According to its website, Sterling Bank was founded in San Francisco in 1984 and now has 13 neighborhood branches in the city and an additional seven in the Bay Area. The bank also has four branches in Los Angeles, a loan production office in Seattle, and since 2017 has operated a division in New York known as SBT Advantage Bank.

Thus, Sterling Bank is considered a formula retailer by San Francisco since it has more than 11 locations and is required to seek conditional use authorization when opening up a branch in the city. The requirement is triggered even if it means moving an existing branch into a new location such as the case with its Castro branch.

But the bank also ran into even more restrictive zoning aimed at preventing too many chain retailers setting up shop along upper Market Street. The rules were put into place years ago following neighborhood uproars over a planned Starbucks on the commercial corridor that was ultimately rejected by the planning commission, and complaints at seeing Bank of the West move into a prominent corner location at 16th, Market and Noe Streets since it does little to draw foot traffic when it is closed at night and on Sundays.

Under the rules, if a retail applicant brings the formula retail concentration within a 300-foot radius of where it wants to open on upper Market Street to a concentration of 20% or above, the planning department staff is required to recommend disapproval of the application to the Planning Commission. In Sterling Bank's case, it wants to move into a storefront that is near six other formula retailers. Also on the 2100 block of Market Street are a Walgreens pharmacy and store and a 24-Hour Fitness gym, while a Safeway grocery store and an Ace Hardware also front that intersection.
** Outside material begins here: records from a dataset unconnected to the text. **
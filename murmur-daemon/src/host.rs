//! Drives a MurmurCore from tokio: receive, heartbeat, retry and console loops all funnel
//! their actions through [`Host::apply`].

use std::path::{Path, PathBuf};
use std::sync::Arc;
use std::time::{Duration, Instant};

use anyhow::Context;
use murmur_core::wire::MAX_DATAGRAM_LEN;
use murmur_core::{Action, Direction, Event, MurmurCore, PeerId, SendError};
use tokio::io::{AsyncBufReadExt, BufReader};
use tracing::{debug, info, warn};

use crate::command::{self, Command, HELP};
use crate::transport::Transport;

/// How often due retransmissions are collected.
pub const RETRY_POLL: Duration = Duration::from_millis(50);

pub struct Host {
    pub core: Arc<MurmurCore>,
    pub transport: Arc<Transport>,
    download_dir: PathBuf,
}

impl Host {
    pub fn new(core: Arc<MurmurCore>, transport: Arc<Transport>, download_dir: PathBuf) -> Self {
        Self {
            core,
            transport,
            download_dir,
        }
    }

    /// Execute core output: datagrams go to the group, events to the console.
    pub async fn apply(&self, actions: Vec<Action>) {
        for action in actions {
            match action {
                Action::Transmit(datagram) => {
                    if let Err(e) = self.transport.send(&datagram).await {
                        warn!(error = %e, len = datagram.len(), "send failed");
                    }
                }
                Action::Notify(event) => self.on_event(event).await,
            }
        }
    }

    async fn on_event(&self, event: Event) {
        if let Event::FileReceived {
            peer,
            file_id,
            name,
            data,
        } = &event
        {
            let path = received_file_path(&self.download_dir, *peer, *file_id, name);
            match save_file(&path, data).await {
                Ok(()) => println!("* saved {} ({} bytes) from {peer}", path.display(), data.len()),
                Err(e) => warn!(error = %e, path = %path.display(), "could not save file"),
            }
            return;
        }
        if let Some(line) = render_event(&event) {
            println!("{line}");
        }
    }

    async fn execute(&self, cmd: Command) -> anyhow::Result<()> {
        let now = Instant::now();
        let actions = match cmd {
            Command::Send { peer, text } => self.core.send_text(peer, &text, now)?,
            Command::Global { text } => self.core.send_global_text(&text)?,
            Command::SendFile { peer, path } => {
                let data = tokio::fs::read(&path)
                    .await
                    .with_context(|| format!("reading {}", path.display()))?;
                let name = path
                    .file_name()
                    .map(|n| n.to_string_lossy().into_owned())
                    .unwrap_or_else(|| "file".to_string());
                self.core.send_file_bytes(peer, &name, &data, now)?
            }
            Command::Peers => {
                let peers = self.core.known_peers();
                if peers.is_empty() {
                    println!("* nobody else here yet");
                }
                for p in peers {
                    let lock = if p.has_secret { "secure" } else { "pending" };
                    println!("* {} {} level {} [{lock}]", p.id, p.name, p.level);
                }
                Vec::new()
            }
            Command::History { peer } => {
                for entry in self.core.chat_history(peer) {
                    let (arrow, mark) = match entry.direction {
                        Direction::Outgoing if entry.delivered => ("->", ""),
                        Direction::Outgoing => ("->", " (unconfirmed)"),
                        Direction::Incoming => ("<-", ""),
                    };
                    println!("{arrow} {peer}: {}{mark}", entry.text);
                }
                Vec::new()
            }
            Command::Help => {
                println!("{HELP}");
                Vec::new()
            }
            Command::Quit => {
                self.transport.close();
                Vec::new()
            }
        };
        self.apply(actions).await;
        Ok(())
    }
}

/// One console line per user-visible event.
pub fn render_event(event: &Event) -> Option<String> {
    let line = match event {
        Event::PeerDiscovered { peer, name } => format!("* {name} ({peer}) joined"),
        Event::PeerExpired { peer } => format!("* {peer} left"),
        Event::SecretEstablished { peer } => format!("* secure channel with {peer} ready"),
        Event::MessageReceived { peer, text, .. } => format!("[{peer}] {text}"),
        Event::GlobalMessageReceived { peer, text } => format!("<{peer}> {text}"),
        Event::MessageDelivered { .. } => return None,
        Event::MessageDeliveryFailed { peer, message_id } => {
            format!("! message {message_id} to {peer} was not delivered")
        }
        Event::FileTransferProgress {
            peer,
            file_id,
            direction,
            transferred,
            total,
        } => {
            let pct = if *total == 0 { 100 } else { transferred * 100 / total };
            let way = match direction {
                Direction::Outgoing => "to",
                Direction::Incoming => "from",
            };
            format!("* file {file_id} {way} {peer}: {pct}%")
        }
        Event::FileTransferComplete {
            peer,
            file_id,
            direction: Direction::Outgoing,
        } => format!("* file {file_id} delivered to {peer}"),
        Event::FileTransferComplete { .. } => return None,
        Event::FileReceived { peer, name, data, .. } => {
            format!("* received {name} ({} bytes) from {peer}", data.len())
        }
    };
    Some(line)
}

/// Destination for a received file. Only the final path component of the sender's name is
/// used, prefixed so files from different senders never collide.
pub fn received_file_path(dir: &Path, peer: PeerId, file_id: u8, name: &str) -> PathBuf {
    let base = Path::new(name)
        .file_name()
        .map(|n| n.to_string_lossy().into_owned())
        .filter(|n| !n.is_empty())
        .unwrap_or_else(|| "file".to_string());
    dir.join(format!("{}-{file_id}-{base}", peer.get()))
}

async fn save_file(path: &Path, data: &[u8]) -> std::io::Result<()> {
    if let Some(parent) = path.parent() {
        tokio::fs::create_dir_all(parent).await?;
    }
    tokio::fs::write(path, data).await
}

pub async fn recv_loop(host: Arc<Host>) {
    let mut buf = vec![0u8; MAX_DATAGRAM_LEN];
    loop {
        match host.transport.recv(&mut buf).await {
            Ok(Some(n)) => {
                let actions = host.core.on_datagram(&buf[..n], Instant::now());
                host.apply(actions).await;
            }
            Ok(None) => break,
            Err(e) => warn!(error = %e, "receive failed"),
        }
    }
    debug!("receive loop stopped");
}

pub async fn heartbeat_loop(host: Arc<Host>, period: Duration) {
    let mut shutdown = host.transport.subscribe();
    let mut ticker = tokio::time::interval(period);
    loop {
        tokio::select! {
            _ = ticker.tick() => host.apply(host.core.heartbeat(Instant::now())).await,
            _ = shutdown.changed() => break,
        }
    }
    debug!("heartbeat loop stopped");
}

pub async fn retry_loop(host: Arc<Host>) {
    let mut shutdown = host.transport.subscribe();
    let mut ticker = tokio::time::interval(RETRY_POLL);
    ticker.set_missed_tick_behavior(tokio::time::MissedTickBehavior::Delay);
    loop {
        tokio::select! {
            _ = ticker.tick() => host.apply(host.core.poll_retries(Instant::now())).await,
            _ = shutdown.changed() => break,
        }
    }
    debug!("retry loop stopped");
}

/// Read commands from stdin until EOF or /quit; both close the transport.
pub async fn command_loop(host: Arc<Host>) {
    let mut lines = BufReader::new(tokio::io::stdin()).lines();
    while !host.transport.is_closed() {
        let line = match lines.next_line().await {
            Ok(Some(line)) => line,
            Ok(None) => break,
            Err(e) => {
                warn!(error = %e, "stdin failed");
                break;
            }
        };
        match command::parse(&line) {
            Ok(Some(cmd)) => {
                if let Err(e) = host.execute(cmd).await {
                    match e.downcast_ref::<SendError>() {
                        Some(SendError::NoSharedSecret(_)) => {
                            println!("! {e}, try again in a moment")
                        }
                        _ => println!("! {e:#}"),
                    }
                }
            }
            Ok(None) => {}
            Err(e) => println!("! {e}"),
        }
    }
    info!("console closed");
    host.transport.close();
}

#[cfg(test)]
mod tests {
    use super::*;

    #[test]
    fn received_files_stay_inside_download_dir() {
        let dir = Path::new("/srv/in");
        assert_eq!(
            received_file_path(dir, PeerId(4), 2, "../../etc/passwd"),
            PathBuf::from("/srv/in/4-2-passwd")
        );
        assert_eq!(
            received_file_path(dir, PeerId(4), 3, ""),
            PathBuf::from("/srv/in/4-3-file")
        );
        assert_eq!(
            received_file_path(dir, PeerId(4), 3, ".."),
            PathBuf::from("/srv/in/4-3-file")
        );
    }

    #[test]
    fn progress_rendered_as_percentage() {
        let line = render_event(&Event::FileTransferProgress {
            peer: PeerId(2),
            file_id: 1,
            direction: Direction::Incoming,
            transferred: 50,
            total: 200,
        });
        assert_eq!(line.as_deref(), Some("* file 1 from #2: 25%"));
    }

    #[test]
    fn quiet_events_produce_no_line() {
        assert!(render_event(&Event::MessageDelivered {
            peer: PeerId(2),
            message_id: 0
        })
        .is_none());
        assert_eq!(
            render_event(&Event::MessageReceived {
                peer: PeerId(2),
                message_id: 0,
                text: "hey".into()
            })
            .as_deref(),
            Some("[#2] hey")
        );
    }

    #[tokio::test]
    async fn saved_file_lands_on_disk() {
        let dir = std::env::temp_dir().join(format!("murmur-host-test-{}", std::process::id()));
        let path = received_file_path(&dir, PeerId(1), 0, "a.txt");
        save_file(&path, b"contents").await.unwrap();
        assert_eq!(tokio::fs::read(&path).await.unwrap(), b"contents");
        let _ = tokio::fs::remove_dir_all(&dir).await;
    }
}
Sterling, noted Horn in his report, "would significantly increase the concentration of total formula retail use frontage within a 300-foot radius of the project" as the radial footprint "currently is over-concentrated with formula retail uses, occupying 20.6% of the total frontages, and the project would result in a net increase of 124 linear feet to the district, resulting in a concentration of 26.6%."

According to the staff report, the planning department has received three letters in support of Sterling Bank's desire to relocate its branch from the Castro Merchants, the Castro/Upper Market Community Benefit District, and the Eureka Valley Neighborhood Association. Meanwhile, nine nearby residents and the Duboce Triangle Neighborhood Association sent in letters of opposition.

The 36-page staff report posted online Friday with the agenda for the planning commission's next meeting did not include copies of any of the letters. Nor was any correspondence from Sterling Bank included in the report.

In its October/November newsletter DTNA explained that it was opposed to seeing Sterling Bank move into the new retail space because when Spiers sought its approval for his development he had promised "that the main corner retail space would be built out and rented as a restaurant, and that the two small retail spaces on 14th Street would be rented to local businesses at reasonable rates, Spiers reversed on that and is now attempting to gain approval to use the entire bottom floor for another corporate client (a bank)."